* [Task item] Reproduce the records precisely. Every line should be included.
[Start of section]
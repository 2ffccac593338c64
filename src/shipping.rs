use crate::errors::{SettlementError, SettlementResult};
use crate::models::ShippingMethod;
use rust_decimal::prelude::ToPrimitive;
use rust_decimal::Decimal;
use sqlx::PgPool;
use std::collections::HashMap;

/// Country key holding the generic per-kg fallback rate.
const GENERIC_COUNTRY: &str = "*";

/// Shipping rate table, supplied as configuration.
///
/// Weights and per-kg rates are `Decimal` (fractional is real here);
/// computed fees are i64 in the smallest currency unit.
#[derive(Debug, Clone, Default)]
pub struct RateTable {
    pub per_kg_by_country: HashMap<String, Decimal>,
    pub generic_per_kg: Option<Decimal>,
    pub flat_by_method: HashMap<ShippingMethod, i64>,
}

/// A computed shipping fee pair.
#[derive(Debug, Clone, Copy, PartialEq, Eq)]
pub struct ShippingQuote {
    pub intl_fee: i64,
    pub domestic_fee: i64,
}

/// Pure fee calculation: deterministic, no side effects, safe to call
/// repeatedly while a line is edited before settlement.
///
/// International: `ceil(weight * rate_for_country)`, falling back to the
/// generic per-kg rate, and to 0 when neither exists. Domestic: flat
/// lookup by method; COLLECT is always 0 (the recipient settles the
/// carrier directly).
pub fn quote(
    weight_kg: Decimal,
    country: &str,
    method: ShippingMethod,
    rates: &RateTable,
) -> SettlementResult<ShippingQuote> {
    if weight_kg < Decimal::ZERO {
        return Err(SettlementError::Validation(
            "Weight must not be negative".to_string(),
        ));
    }

    let per_kg = rates
        .per_kg_by_country
        .get(country)
        .copied()
        .or(rates.generic_per_kg);

    let intl_fee = match per_kg {
        Some(rate) => (weight_kg * rate).ceil().to_i64().ok_or_else(|| {
            SettlementError::Validation("Shipping fee out of range".to_string())
        })?,
        None => 0,
    };

    let domestic_fee = match method {
        ShippingMethod::Collect => 0,
        other => rates.flat_by_method.get(&other).copied().unwrap_or(0),
    };

    Ok(ShippingQuote {
        intl_fee,
        domestic_fee,
    })
}

/// Loads and edits the persisted rate table.
#[derive(Clone)]
pub struct RateStore {
    pool: PgPool,
}

impl RateStore {
    pub fn new(pool: PgPool) -> Self {
        Self { pool }
    }

    pub async fn load(&self) -> SettlementResult<RateTable> {
        let country_rows: Vec<(String, Decimal)> =
            sqlx::query_as(r#"SELECT country, per_kg FROM shipping_country_rates"#)
                .fetch_all(&self.pool)
                .await?;

        let method_rows: Vec<(ShippingMethod, i64)> =
            sqlx::query_as(r#"SELECT method, flat_fee FROM shipping_method_rates"#)
                .fetch_all(&self.pool)
                .await?;

        let mut table = RateTable::default();
        for (country, per_kg) in country_rows {
            if country == GENERIC_COUNTRY {
                table.generic_per_kg = Some(per_kg);
            } else {
                table.per_kg_by_country.insert(country, per_kg);
            }
        }
        for (method, flat_fee) in method_rows {
            table.flat_by_method.insert(method, flat_fee);
        }

        Ok(table)
    }

    /// Staff upsert of a country per-kg rate. Country "*" sets the
    /// generic fallback.
    pub async fn upsert_country_rate(
        &self,
        country: &str,
        per_kg: Decimal,
    ) -> SettlementResult<()> {
        if per_kg < Decimal::ZERO {
            return Err(SettlementError::Validation(
                "Rate must not be negative".to_string(),
            ));
        }

        sqlx::query(
            r#"
            INSERT INTO shipping_country_rates (country, per_kg)
            VALUES ($1, $2)
            ON CONFLICT (country) DO UPDATE SET per_kg = EXCLUDED.per_kg
            "#,
        )
        .bind(country)
        .bind(per_kg)
        .execute(&self.pool)
        .await?;

        Ok(())
    }

    /// Staff upsert of a method flat rate. COLLECT is pinned to zero and
    /// not editable.
    pub async fn upsert_method_rate(
        &self,
        method: ShippingMethod,
        flat_fee: i64,
    ) -> SettlementResult<()> {
        if method == ShippingMethod::Collect {
            return Err(SettlementError::Validation(
                "COLLECT has no flat rate; the recipient pays the carrier".to_string(),
            ));
        }
        if flat_fee < 0 {
            return Err(SettlementError::Validation(
                "Rate must not be negative".to_string(),
            ));
        }

        sqlx::query(
            r#"
            INSERT INTO shipping_method_rates (method, flat_fee)
            VALUES ($1, $2)
            ON CONFLICT (method) DO UPDATE SET flat_fee = EXCLUDED.flat_fee
            "#,
        )
        .bind(method)
        .bind(flat_fee)
        .execute(&self.pool)
        .await?;

        Ok(())
    }
}

#[cfg(test)]
mod tests {
    use super::*;
    use rust_decimal_macros::dec;

    fn table() -> RateTable {
        let mut t = RateTable::default();
        t.per_kg_by_country.insert("TW".to_string(), dec!(120));
        t.per_kg_by_country.insert("JP".to_string(), dec!(95.5));
        t.generic_per_kg = Some(dec!(150));
        t.flat_by_method
            .insert(ShippingMethod::HomeDelivery, 130);
        t.flat_by_method.insert(ShippingMethod::PostOffice, 80);
        t.flat_by_method.insert(ShippingMethod::StorePickup, 60);
        t
    }

    #[test]
    fn intl_fee_is_ceiled_weight_times_country_rate() {
        let q = quote(dec!(2.3), "TW", ShippingMethod::HomeDelivery, &table()).unwrap();
        // 2.3 * 120 = 276, already integral
        assert_eq!(q.intl_fee, 276);

        let q = quote(dec!(1.01), "JP", ShippingMethod::PostOffice, &table()).unwrap();
        // 1.01 * 95.5 = 96.455 -> 97
        assert_eq!(q.intl_fee, 97);
    }

    #[test]
    fn unknown_country_falls_back_to_generic_rate() {
        let q = quote(dec!(2), "US", ShippingMethod::PostOffice, &table()).unwrap();
        assert_eq!(q.intl_fee, 300);
    }

    #[test]
    fn no_rate_at_all_means_zero() {
        let mut t = table();
        t.generic_per_kg = None;
        let q = quote(dec!(2), "US", ShippingMethod::PostOffice, &t).unwrap();
        assert_eq!(q.intl_fee, 0);
    }

    #[test]
    fn domestic_fee_is_flat_per_method() {
        let t = table();
        let home = quote(dec!(1), "TW", ShippingMethod::HomeDelivery, &t).unwrap();
        let post = quote(dec!(1), "TW", ShippingMethod::PostOffice, &t).unwrap();
        assert_eq!(home.domestic_fee, 130);
        assert_eq!(post.domestic_fee, 80);
    }

    #[test]
    fn collect_is_always_free_domestically() {
        let mut t = table();
        // Even a stray table row must not charge COLLECT
        t.flat_by_method.insert(ShippingMethod::Collect, 999);
        let q = quote(dec!(5), "TW", ShippingMethod::Collect, &t).unwrap();
        assert_eq!(q.domestic_fee, 0);
    }

    #[test]
    fn quoting_is_deterministic() {
        let t = table();
        let a = quote(dec!(3.7), "JP", ShippingMethod::StorePickup, &t).unwrap();
        let b = quote(dec!(3.7), "JP", ShippingMethod::StorePickup, &t).unwrap();
        assert_eq!(a, b);
    }

    #[test]
    fn negative_weight_is_rejected() {
        assert!(quote(dec!(-1), "TW", ShippingMethod::PostOffice, &table()).is_err());
    }
}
[End of section]
* [Solution to this problem]
repository 2ffccac593338c64
filename src/shipping.rs
use crate::errors::{SettlementError, SettlementResult};
use crate::models::ShippingMethod;
use rust_decimal::prelude::ToPrimitive;
use rust_decimal::Decimal;
use sqlx::PgPool;
use std::collections::HashMap;

/// Country key holding the generic per-kg fallback rate.
const GENERIC_COUNTRY: &str = "*";

/// Shipping rate table, supplied as configuration.
///
/// Weights and per-kg rates are `Decimal` (fractional is real here);
/// computed fees are i64 in the smallest currency unit.
#[derive(Debug, Clone, Default)]
pub struct RateTable {
    pub per_kg_by_country: HashMap<String, Decimal>,
    pub generic_per_kg: Option<Decimal>,
    pub flat_by_method: HashMap<ShippingMethod, i64>,
}

/// A computed shipping fee pair.
#[derive(Debug, Clone, Copy, PartialEq, Eq)]
pub struct ShippingQuote {
    pub intl_fee: i64,
    pub domestic_fee: i64,
}

/// Pure fee calculation: deterministic, no side effects, safe to call
/// repeatedly while a line is edited before settlement.
///
/// International: `ceil(weight * rate_for_country)`, falling back to the
/// generic per-kg rate, and to 0 when neither exists. Domestic: flat
/// lookup by method; COLLECT is always 0 (the recipient settles the
/// carrier directly).
pub fn quote(
    weight_kg: Decimal,
    country: &str,
    method: ShippingMethod,
    rates: &RateTable,
) -> SettlementResult<ShippingQuote> {
    if weight_kg < Decimal::ZERO {
        return Err(SettlementError::Validation(
            "Weight must not be negative".to_string(),
        ));
    }

    let per_kg = rates
        .per_kg_by_country
        .get(country)
        .copied()
        .or(rates.generic_per_kg);

    let intl_fee = match per_kg {
        Some(rate) => (weight_kg * rate).ceil().to_i64().ok_or_else(|| {
            SettlementError::Validation("Shipping fee out of range".to_string())
        })?,
        None => 0,
    };

    let domestic_fee = match method {
        ShippingMethod::Collect => 0,
        other => rates.flat_by_method.get(&other).copied().unwrap_or(0),
    };

    Ok(ShippingQuote {
        intl_fee,
        domestic_fee,
    })
}

/// Loads and edits the persisted rate table.
#[derive(Clone)]
pub struct RateStore {
    pool: PgPool,
}

impl RateStore {
    pub fn new(pool: PgPool) -> Self {
        Self { pool }
    }

    pub async fn load(&self) -> SettlementResult<RateTable> {
        let country_rows: Vec<(String, Decimal)> =
            sqlx::query_as(r#"SELECT country, per_kg FROM shipping_country_rates"#)
                .fetch_all(&self.pool)
                .await?;

        let method_rows: Vec<(ShippingMethod, i64)> =
            sqlx::query_as(r#"SELECT method, flat_fee FROM shipping_method_rates"#)
                .fetch_all(&self.pool)
                .await?;

        let mut table = RateTable::default();
        for (country, per_kg) in country_rows {
            if country == GENERIC_COUNTRY {
                table.generic_per_kg = Some(per_kg);
            } else {
                table.per_kg_by_country.insert(country, per_kg);
            }
        }
        for (method, flat_fee) in method_rows {
            table.flat_by_method.insert(method, flat_fee);
        }

        Ok(table)
    }

    /// Staff upsert of a country per-kg rate. Country "*" sets the
    /// generic fallback.
    pub async fn upsert_country_rate(
        &self,
        country: &str,
        per_kg: Decimal,
    ) -> SettlementResult<()> {
        if per_kg < Decimal::ZERO {
            return Err(SettlementError::Validation(
                "Rate must not be negative".to_string(),
            ));
        }

        sqlx::query(
            r#"
            INSERT INTO shipping_country_rates (country, per_kg)
            VALUES ($1, $2)
            ON CONFLICT (country) DO UPDATE SET per_kg = EXCLUDED.per_kg
            "#,
        )
        .bind(country)
        .bind(per_kg)
        .execute(&self.pool)
        .await?;

        Ok(())
    }

    /// Staff upsert of a method flat rate. COLLECT is pinned to zero and
    /// not editable.
    pub async fn upsert_method_rate(
        &self,
        method: ShippingMethod,
        flat_fee: i64,
    ) -> SettlementResult<()> {
        if method == ShippingMethod::Collect {
            return Err(SettlementError::Validation(
                "COLLECT has no flat rate; the recipient pays the carrier".to_string(),
            ));
        }
        if flat_fee < 0 {
            return Err(SettlementError::Validation(
                "Rate must not be negative".to_string(),
            ));
        }

        sqlx::query(
            r#"
            INSERT INTO shipping_method_rates (method, flat_fee)
            VALUES ($1, $2)
            ON CONFLICT (method) DO UPDATE SET flat_fee = EXCLUDED.flat_fee
            "#,
        )
        .bind(method)
        .bind(flat_fee)
        .execute(&self.pool)
        .await?;

        Ok(())
    }
}

#[cfg(test)]
mod tests {
    use super::*;
    use rust_decimal_macros::dec;

    fn table() -> RateTable {
        let mut t = RateTable::default();
        t.per_kg_by_country.insert("TW".to_string(), dec!(120));
        t.per_kg_by_country.insert("JP".to_string(), dec!(95.5));
        t.generic_per_kg = Some(dec!(150));
        t.flat_by_method
            .insert(ShippingMethod::HomeDelivery, 130);
        t.flat_by_method.insert(ShippingMethod::PostOffice, 80);
        t.flat_by_method.insert(ShippingMethod::StorePickup, 60);
        t
    }

    #[test]
    fn intl_fee_is_ceiled_weight_times_country_rate() {
        let q = quote(dec!(2.3), "TW", ShippingMethod::HomeDelivery, &table()).unwrap();
        // 2.3 * 120 = 276, already integral
        assert_eq!(q.intl_fee, 276);

        let q = quote(dec!(1.01), "JP", ShippingMethod::PostOffice, &table()).unwrap();
        // 1.01 * 95.5 = 96.455 -> 97
        assert_eq!(q.intl_fee, 97);
    }

    #[test]
    fn unknown_country_falls_back_to_generic_rate() {
        let q = quote(dec!(2), "US", ShippingMethod::PostOffice, &table()).unwrap();
        assert_eq!(q.intl_fee, 300);
    }

    #[test]
    fn no_rate_at_all_means_zero() {
        let mut t = table();
        t.generic_per_kg = None;
        let q = quote(dec!(2), "US", ShippingMethod::PostOffice, &t).unwrap();
        assert_eq!(q.intl_fee, 0);
    }

    #[test]
    fn domestic_fee_is_flat_per_method() {
        let t = table();
        let home = quote(dec!(1), "TW", ShippingMethod::HomeDelivery, &t).unwrap();
        let post = quote(dec!(1), "TW", ShippingMethod::PostOffice, &t).unwrap();
        assert_eq!(home.domestic_fee, 130);
        assert_eq!(post.domestic_fee, 80);
    }

    #[test]
    fn collect_is_always_free_domestically() {
        let mut t = table();
        // Even a stray table row must not charge COLLECT
        t.flat_by_method.insert(ShippingMethod::Collect, 999);
        let q = quote(dec!(5), "TW", ShippingMethod::Collect, &t).unwrap();
        assert_eq!(q.domestic_fee, 0);
    }

    #[test]
    fn quoting_is_deterministic() {
        let t = table();
        let a = quote(dec!(3.7), "JP", ShippingMethod::StorePickup, &t).unwrap();
        let b = quote(dec!(3.7), "JP", ShippingMethod::StorePickup, &t).unwrap();
        assert_eq!(a, b);
    }

    #[test]
    fn negative_weight_is_rejected() {
        assert!(quote(dec!(-1), "TW", ShippingMethod::PostOffice, &table()).is_err());
    }
}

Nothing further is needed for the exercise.